Albrecht then asks, somewhat rhetorically, if the solution is so obvious, how come representative democracy isn't delivering us from the insanity of the current money system? He supposes, for the sake of pursuing the 'legal' path, that the parties might be Too Busy dealing with the humdrum to put together the necessary laws for enacting such a plan. Popp's and Albrecht's institute are, therefore, with the help of constitutional and other lawyers, preparing precisely such a body of law, which they will present to the German government shortly. At least then it cannot be said this 'legal' avenue was not trod.

Should it transpire that the Popp/Albrecht Statute (or whatever such proposals are called) is not greeted with euphoria, they plan, as a necessary second 'legal' step, to write a new constitution for Germany. Such is granted by existing law in the event that citizens feel the government is not acting in their best interests. Again, the likelihood such a new constitution would usher in the sustainable system proposed is vanishingly small, so where they expect to be most active, and where they are investing their real energies, is in building the new system from scratch; secession, more or less.

The virtual reality created by the Mainstream media and Political theatre is very effective. We cannot expect to attract anything close to a majority with such ideas. Indeed, Popp reckons 5% of the population a tipping-point amount. In Germany that would be about 4 million souls. That's a whole bag of bananas right there, enough to include a rich vein of skills such as farming, plumbing, housebuilding, car maintenance, energy production (renewables), doctors, hospitals, IT expertise, lawyers, and so on. The point is to network, pool resources, build, learn, prepare. The act of 5% of the population leaving the existing system behind would collapse it, but there would then be something new to move over to, the requisite experience to take the strain, so to speak. Of course, there are no guarantees, but I don't see Doing Nothing as a reasonable option, and agree with Popp and Albrecht that we are in fact morally obliged to rebel. The system is that decadent and criminal, and obviously so.
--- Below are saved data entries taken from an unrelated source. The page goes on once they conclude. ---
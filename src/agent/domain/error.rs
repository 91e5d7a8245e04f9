//! Error types for agent domain validation and parsing.

use super::AgentId;
use crate::envelope::AgentType;
use thiserror::Error;

/// Errors returned while constructing or updating agent registrations.
#[derive(Debug, Clone, Error, PartialEq, Eq)]
pub enum AgentDomainError {
    /// The declared contract version is not `major.minor.patch`.
    #[error("contract version '{0}' is not a semantic version")]
    InvalidContractVersion(String),

    /// The agent declared it can run no tasks at all.
    #[error("concurrency limit must be at least 1")]
    ZeroConcurrency,

    /// A heartbeat named a different agent type than the registration.
    #[error("heartbeat for agent {agent_id} claims type '{claimed}', registered as '{registered}'")]
    HeartbeatMismatch {
        /// Agent that sent the heartbeat.
        agent_id: AgentId,
        /// Agent type in the registration.
        registered: AgentType,
        /// Agent type in the heartbeat.
        claimed: AgentType,
    },
}

/// Error returned while parsing agent status from persistence.
#[derive(Debug, Clone, Error, PartialEq, Eq)]
#[error("unknown agent status: {0}")]
pub struct ParseAgentStatusError(pub String);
I want to close with a quote from Europe's new banking overlord, Mario Draghi (thanks to Charles Wheeler for this):
What is clear then is that any fiscal integration will require fiscal discipline aka austerity and this in turn is the prerequisite for any imminent ECB liquidity and for Eurobonds over the medium-term. Yes, budget cuts will deepen the recessions in the periphery. But, there is no way around it; politically, no solution in Europe will unlock the sovereign debt crisis without fiscal consolidation. All of the political leaders are aware that this is so.
"All of the political leaders are aware this is so." Money is God. Obey, or perish. Price is the One True emissary of value. If a thing does not make economic sense (money-sense), it does not make sense. If it does not make money-profit, if it does not generate Economic Growth, it is not worth considering.

This is the binary thinking we are up against. We are morally obliged to rebel.